Extracted records =

====

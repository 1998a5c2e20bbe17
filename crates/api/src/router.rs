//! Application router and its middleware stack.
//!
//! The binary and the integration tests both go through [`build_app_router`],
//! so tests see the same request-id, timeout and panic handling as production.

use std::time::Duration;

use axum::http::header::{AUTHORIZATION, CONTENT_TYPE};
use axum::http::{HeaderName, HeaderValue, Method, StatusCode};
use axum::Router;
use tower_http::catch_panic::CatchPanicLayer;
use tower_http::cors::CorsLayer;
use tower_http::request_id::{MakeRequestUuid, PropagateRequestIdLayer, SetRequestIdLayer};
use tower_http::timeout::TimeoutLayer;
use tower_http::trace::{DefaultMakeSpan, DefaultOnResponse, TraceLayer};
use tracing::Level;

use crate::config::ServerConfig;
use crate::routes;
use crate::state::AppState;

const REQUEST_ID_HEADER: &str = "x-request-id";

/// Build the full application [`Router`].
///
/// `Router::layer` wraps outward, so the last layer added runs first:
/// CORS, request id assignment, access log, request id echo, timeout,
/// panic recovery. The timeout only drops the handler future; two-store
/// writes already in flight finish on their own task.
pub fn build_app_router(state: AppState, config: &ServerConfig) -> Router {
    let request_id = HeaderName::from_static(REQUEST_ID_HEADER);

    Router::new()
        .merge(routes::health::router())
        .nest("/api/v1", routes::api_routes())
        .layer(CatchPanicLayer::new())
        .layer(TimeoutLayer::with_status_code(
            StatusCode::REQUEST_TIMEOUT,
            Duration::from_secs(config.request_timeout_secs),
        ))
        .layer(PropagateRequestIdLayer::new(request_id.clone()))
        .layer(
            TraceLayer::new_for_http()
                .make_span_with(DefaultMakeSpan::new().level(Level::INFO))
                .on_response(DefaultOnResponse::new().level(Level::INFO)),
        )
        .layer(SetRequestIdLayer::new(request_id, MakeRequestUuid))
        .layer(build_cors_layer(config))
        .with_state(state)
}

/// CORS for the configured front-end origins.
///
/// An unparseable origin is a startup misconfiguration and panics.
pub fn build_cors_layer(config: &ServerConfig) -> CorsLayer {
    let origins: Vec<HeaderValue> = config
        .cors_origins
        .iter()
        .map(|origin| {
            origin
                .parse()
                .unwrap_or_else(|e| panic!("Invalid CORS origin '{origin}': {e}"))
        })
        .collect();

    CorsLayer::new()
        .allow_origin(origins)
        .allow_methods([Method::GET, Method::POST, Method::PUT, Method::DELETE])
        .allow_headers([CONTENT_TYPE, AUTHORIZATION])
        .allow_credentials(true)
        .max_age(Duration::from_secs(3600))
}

====

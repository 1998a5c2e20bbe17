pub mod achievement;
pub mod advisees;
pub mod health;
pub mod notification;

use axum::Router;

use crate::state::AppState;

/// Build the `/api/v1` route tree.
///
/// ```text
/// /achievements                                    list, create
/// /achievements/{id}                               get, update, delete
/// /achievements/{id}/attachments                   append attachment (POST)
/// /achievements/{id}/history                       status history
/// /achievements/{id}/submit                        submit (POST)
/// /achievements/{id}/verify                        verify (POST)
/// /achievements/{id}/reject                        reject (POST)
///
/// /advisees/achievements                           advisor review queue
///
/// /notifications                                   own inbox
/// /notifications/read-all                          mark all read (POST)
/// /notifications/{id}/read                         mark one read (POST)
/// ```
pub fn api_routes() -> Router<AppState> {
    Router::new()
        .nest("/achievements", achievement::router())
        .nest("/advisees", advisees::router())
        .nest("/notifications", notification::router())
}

====

What to do = Go through the entries and return each line where the word "advisees" appears.

Written response =
pub mod advisees;
/// /advisees/achievements                           advisor review queue
        .nest("/advisees", advisees::router())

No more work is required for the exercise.